Kirchheim. Entlang dem Albtrauf ist das Landschaftsbild von Streuobstwiesen geprägt, die sich an den ansteigenden Bergsockel legen. Bergauf folgt mancherorts eine schmale Zone Schafheide, am eigentlichen Steilhang dann der Laubwald. Am Teckberg sind 28 Hektar dieser Obstwiesen seit 1999 in das „Naturschutzgebiet Teck“ einbezogen. Ortsnahe Bereiche wurden schon früher als Landschaftsschutzgebiete ausgewiesen. So soll ein großflächiges Landschaftsgefüge besonderer Vielfalt, Eigenart und Schönheit erhalten bleiben. Anders als im Wald stehen die Bäume über die Fläche gestreut, was den Vergleich mit der Savanne herausfordert. Naturverbundene Menschen und Erholungssuchende fühlen sich davon zu allen Jahreszeiten angezogen.

Die Struktur dieser Landschaft verleitet auf den ersten Blick zu der Annahme, die heutigen Obstwiesen seien eine über Jahrtausende gewachsene Kulturlandschaft. Beschäftigt man sich genauer mit ihrer Entstehung, wird rasch klar, dass sie ein relativ junges Element in der Geschichte unserer Landschaft sind. Zur Zeit Karls des Großen breiteten sich veredelte Obstbäume in den damaligen Weinbergen aus. Daraus entfachte sich ein Jahrhunderte währender Konflikt zwischen Landesherren und Behörden einerseits mit den Untertanen andererseits: Obstbäume in Rebanlagen konnten durch Schattenwurf oder Ausbreitung der Wurzeln den Ertrag am Wein verringern, vollends wenn es sich um Walnussbäume handelte. Weil auch die Güte des Weins darunter litt, minderte dies infolge die Qualität und Menge des herrschaftlichen Zehnten. In vielen Dekreten dieser Zeit wird verkündet, dass sämtliche Obstbäume außer allenfalls zwei, aus den Weinbergen zu entfernen seien. Mancher Landmann widersetzte sich dieser Auflage: Anstatt die Bäume ganz zu beseitigen, sägte man sie nur teilweise ab und ermöglichte so den Neuaustrieb.

Der eigentliche Obstbau blieb im frühen Mittelalter auf Klostergärten, herrschaftliche Gärten und Weinberge, auf siedlungsnahe Bauerngärten und Hausgärten beschränkt. Äpfel und Birnen galten als Gartenfrüchte. In freier Landschaft gab es keine flächenhaft verbreiteten Obstbäume. Beispielsweise zeigt das Stifterbild der Weilheimer Peterskirche um 1523 eine nahezu baumfreie Limburg. Es war dann Herzog Christoph (1515–1568), der Württemberg den Obstbau in freier Landschaft verordnete. Der blieb zunächst klimatisch begünstigten Zonen wie dem Neckartal vorbehalten.

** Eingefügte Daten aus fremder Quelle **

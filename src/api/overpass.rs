use reqwest::blocking::Client;
use serde::Deserialize;
use std::collections::HashMap;
use std::fmt::Write;
use std::time::Duration;

use crate::config::OverpassConfig;
use crate::domain::{Boundary, Feature, FeatureSource, TagFilter};
use crate::error::ServiceError;
use crate::geometry::simplify_boundary;
use crate::osm::parse_features;

const SERVICE: &str = "Overpass";

/// Raw Overpass API response
#[derive(Debug, Deserialize)]
pub struct OverpassResponse {
    pub elements: Vec<Element>,
}

/// Vertex of an inline `out geom` geometry
#[derive(Debug, Clone, Copy, Deserialize)]
pub struct LatLon {
    pub lat: f64,
    pub lon: f64,
}

/// Relation member with inline geometry
#[derive(Debug, Deserialize)]
pub struct Member {
    #[serde(rename = "type")]
    pub type_: String,
    #[serde(default)]
    pub role: String,
    #[serde(default)]
    pub geometry: Option<Vec<LatLon>>,
}

/// A single element from Overpass (node, way or relation)
#[derive(Debug, Deserialize)]
pub struct Element {
    #[serde(rename = "type")]
    pub type_: String,
    pub id: u64,
    #[serde(default)]
    pub tags: Option<HashMap<String, String>>,
    #[serde(default)]
    pub lat: Option<f64>,
    #[serde(default)]
    pub lon: Option<f64>,
    #[serde(default)]
    pub geometry: Option<Vec<LatLon>>,
    #[serde(default)]
    pub members: Option<Vec<Member>>,
}

fn escape(value: &str) -> String {
    value.replace('\\', "\\\\").replace('"', "\\\"")
}

/// Overpass `poly:` filter value: "lat lon lat lon ..." over the exterior ring
fn poly_filter(polygon: &geo::Polygon<f64>) -> String {
    let mut out = String::new();
    for coord in polygon.exterior().coords() {
        if !out.is_empty() {
            out.push(' ');
        }
        let _ = write!(out, "{} {}", coord.y, coord.x);
    }
    out
}

/// Build the Overpass QL query selecting every node, way and relation with
/// the tag inside any polygon of the boundary.
pub fn build_query(boundary: &Boundary, tag: &TagFilter, timeout_secs: u32) -> String {
    let mut query = format!("[out:json][timeout:{}];\n(\n", timeout_secs);
    for polygon in boundary {
        let _ = writeln!(
            query,
            "  nwr[\"{key}\"=\"{value}\"](poly:\"{poly}\");",
            key = escape(&tag.key),
            value = escape(&tag.value),
            poly = poly_filter(polygon)
        );
    }
    query.push_str(");\nout tags geom;");
    query
}

/// Blocking Overpass client. One request per query, no retry.
pub struct OverpassClient {
    client: Client,
    config: OverpassConfig,
}

impl OverpassClient {
    pub fn new(config: OverpassConfig) -> Result<Self, ServiceError> {
        let client = Client::builder()
            .user_agent(config.user_agent.as_str())
            .timeout(Duration::from_secs(config.timeout_secs))
            .build()?;
        Ok(Self { client, config })
    }

    fn execute(&self, query: &str) -> Result<OverpassResponse, ServiceError> {
        tracing::debug!("POST {} ({} bytes of QL)", self.config.url, query.len());

        // Overpass expects form-encoded POST data: data=<query>
        let response = self
            .client
            .post(&self.config.url)
            .form(&[("data", query)])
            .send()?;

        if !response.status().is_success() {
            return Err(ServiceError::Status {
                service: SERVICE,
                status: response.status(),
            });
        }

        response.json().map_err(|e| ServiceError::Malformed {
            service: SERVICE,
            message: e.to_string(),
        })
    }
}

impl FeatureSource for OverpassClient {
    fn query_features(
        &self,
        boundary: &Boundary,
        tag: &TagFilter,
    ) -> Result<Vec<Feature>, ServiceError> {
        let boundary = simplify_boundary(boundary, self.config.simplify_epsilon);
        let query = build_query(&boundary, tag, self.config.query_timeout_secs);
        let response = self.execute(&query)?;
        Ok(parse_features(&response))
    }
}
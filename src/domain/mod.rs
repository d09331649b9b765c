pub mod feature;
pub mod ports;
pub mod record;

pub use feature::{Boundary, Coordinate, Feature, FeatureGeometry, TagFilter};
pub use ports::{BoundaryGeocoder, FeatureSource, PlaceSearch, ReverseGeocoder};
pub use record::{AmenityCounts, MarinaRecord};
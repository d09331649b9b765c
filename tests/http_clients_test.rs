use httpmock::prelude::*;
use serde_json::json;
use geo::polygon;

use marinascan::amenity::AmenityProber;
use marinascan::api::{NominatimClient, OverpassClient};
use marinascan::config::{AmenityConfig, NominatimConfig, OverpassConfig};
use marinascan::domain::{
    BoundaryGeocoder, Coordinate, FeatureGeometry, FeatureSource, PlaceSearch, ReverseGeocoder,
    TagFilter,
};
use marinascan::error::{ProbeError, ServiceError};

fn nominatim(server: &MockServer) -> NominatimClient {
    NominatimClient::new(NominatimConfig {
        base_url: server.base_url(),
        request_delay_ms: 0,
        ..NominatimConfig::default()
    })
    .unwrap()
}

fn overpass(server: &MockServer) -> OverpassClient {
    OverpassClient::new(OverpassConfig {
        url: server.url("/api/interpreter"),
        ..OverpassConfig::default()
    })
    .unwrap()
}

#[test]
fn test_boundary_skips_candidates_without_polygon() {
    let server = MockServer::start();
    let mock = server.mock(|when, then| {
        when.method(GET)
            .path("/search")
            .query_param("q", "Testport")
            .query_param("limit", "50")
            .query_param("polygon_geojson", "1");
        then.status(200).json_body(json!([
            {
                "lat": "10.5", "lon": "20.5", "display_name": "Testport (place node)",
                "geojson": {"type": "Point", "coordinates": [20.5, 10.5]}
            },
            {
                "lat": "10.5", "lon": "20.5", "display_name": "Testport",
                "geojson": {"type": "Polygon", "coordinates": [[[20.0, 10.0], [21.0, 10.0], [21.0, 11.0], [20.0, 10.0]]]}
            },
            {
                "lat": "0.5", "lon": "0.5", "display_name": "Other Testport",
                "geojson": {"type": "Polygon", "coordinates": [[[0.0, 0.0], [1.0, 0.0], [1.0, 1.0], [0.0, 1.0], [0.0, 0.0]]]}
            }
        ]));
    });

    let boundary = nominatim(&server)
        .resolve_boundary("Testport")
        .unwrap()
        .unwrap();
    mock.assert();
    assert_eq!(boundary.0.len(), 1);
    assert_eq!(boundary.0[0].exterior().0.len(), 4);
    let first = boundary.0[0].exterior().0[0];
    assert_eq!((first.x, first.y), (20.0, 10.0));
}

#[test]
fn test_boundary_without_any_polygon() {
    let server = MockServer::start();
    server.mock(|when, then| {
        when.method(GET).path("/search");
        then.status(200).json_body(json!([
            {
                "lat": "10.5", "lon": "20.5", "display_name": "Testport",
                "geojson": {"type": "Point", "coordinates": [20.5, 10.5]}
            }
        ]));
    });

    assert!(nominatim(&server).resolve_boundary("Testport").unwrap().is_none());
}

#[test]
fn test_boundary_not_found() {
    let server = MockServer::start();
    server.mock(|when, then| {
        when.method(GET).path("/search");
        then.status(200).json_body(json!([]));
    });

    assert!(nominatim(&server).resolve_boundary("Atlantis").unwrap().is_none());
}

#[test]
fn test_boundary_http_error() {
    let server = MockServer::start();
    server.mock(|when, then| {
        when.method(GET).path("/search");
        then.status(503);
    });

    let err = nominatim(&server).resolve_boundary("Testport").unwrap_err();
    assert!(matches!(err, ServiceError::Status { .. }));
}

#[test]
fn test_reverse_and_search() {
    let server = MockServer::start();
    server.mock(|when, then| {
        when.method(GET)
            .path("/reverse")
            .query_param("lat", "59.93")
            .query_param("lon", "30.31");
        then.status(200)
            .json_body(json!({"display_name": "Palace Embankment, Saint Petersburg"}));
    });
    let search = server.mock(|when, then| {
        when.method(GET)
            .path("/search")
            .query_param("q", "Hotel near Palace Embankment, Saint Petersburg")
            .query_param("limit", "10");
        then.status(200).json_body(json!([
            {"lat": "59.931", "lon": "30.31", "display_name": "Near"},
            {"lat": "59.99", "lon": "30.31", "display_name": "Far"}
        ]));
    });

    let client = nominatim(&server);
    let address = client.reverse(Coordinate::new(59.93, 30.31)).unwrap();
    assert_eq!(
        address.as_deref(),
        Some("Palace Embankment, Saint Petersburg")
    );

    let hits = client
        .search("Hotel near Palace Embankment, Saint Petersburg")
        .unwrap();
    search.assert();
    assert_eq!(hits.len(), 2);
    assert_eq!(hits[0], Coordinate::new(59.931, 30.31));
}

#[test]
fn test_reverse_without_address() {
    let server = MockServer::start();
    server.mock(|when, then| {
        when.method(GET).path("/reverse");
        then.status(200).json_body(json!({"error": "Unable to geocode"}));
    });

    let client = nominatim(&server);
    assert_eq!(client.reverse(Coordinate::new(0.0, -160.0)).unwrap(), None);

    let config = AmenityConfig::default();
    let err = AmenityProber::new(&client, &client, &config)
        .probe(Coordinate::new(0.0, -160.0))
        .unwrap_err();
    assert!(matches!(err, ProbeError::NoAddress { .. }));
}

#[test]
fn test_overpass_features() {
    let server = MockServer::start();
    let mock = server.mock(|when, then| {
        when.method(POST)
            .path("/api/interpreter")
            .body_contains("data=");
        then.status(200).json_body(json!({
            "elements": [
                {"type": "node", "id": 1, "lat": 10.0, "lon": 20.0,
                 "tags": {"leisure": "marina", "water_capacity": "5"}},
                {"type": "way", "id": 2, "tags": {"leisure": "marina"},
                 "geometry": [
                    {"lat": 10.0, "lon": 20.0}, {"lat": 10.0, "lon": 22.0},
                    {"lat": 12.0, "lon": 22.0}, {"lat": 12.0, "lon": 20.0},
                    {"lat": 10.0, "lon": 20.0}
                 ]}
            ]
        }));
    });

    let boundary = geo::MultiPolygon::new(vec![geo::polygon![
        (x: 0.0, y: 0.0),
        (x: 40.0, y: 0.0),
        (x: 40.0, y: 40.0),
        (x: 0.0, y: 0.0),
    ]]);
    let features = overpass(&server)
        .query_features(&boundary, &TagFilter::default())
        .unwrap();

    mock.assert();
    assert_eq!(features.len(), 2);
    assert!(matches!(features[0].geometry, FeatureGeometry::Point(_)));
    assert_eq!(features[0].tag("water_capacity"), Some("5"));
    assert!(matches!(features[1].geometry, FeatureGeometry::Polygon(_)));
    assert_eq!(features[1].osm_id, 2);
}

#[test]
fn test_overpass_error_status() {
    let server = MockServer::start();
    server.mock(|when, then| {
        when.method(POST).path("/api/interpreter");
        then.status(504);
    });

    let boundary = geo::MultiPolygon::new(vec![]);
    let err = overpass(&server)
        .query_features(&boundary, &TagFilter::default())
        .unwrap_err();
    assert!(matches!(err, ServiceError::Status { .. }));
}
pub mod parser;

pub use parser::parse_features;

1596 hielt sich Johannes Bauhin, ein 1541 in Basel geborener Naturforscher, in Bad Boll auf. Als Leibarzt von Herzog Friedrich von Württemberg (1557–1608) hatte er den Auftrag erhalten, über die dortige, als wundertätig empfundene Quelle, zu forschen. 1598 erschien in lateinischer und 1602 in deutscher Sprache sein wissenschaftliches Werk über die Heilwirkung des Wunderbads. Bauhin beschreibt darin auch die in der Boller Umgebung vorgefundenen Obstsorten, Pflanzen, Vogelarten und Fossilien. Es sind dabei 49 Apfel- und 31 Birnensorten beschrieben. Darunter sind zwei Birnensorten, die heute noch in diesem Raum zu finden sind: die Palmischbirne (Böhmisch Byren) und die Pfundbirne (Pfuendich Byren). Nach Auffassung vieler Fachleute ist Bauhin der erste Pomologe überhaupt. Im 30-jährigen Krieg wurden viele der damaligen Obstanpflanzungen zerstört oder verkamen wegen mangelnder Pflege.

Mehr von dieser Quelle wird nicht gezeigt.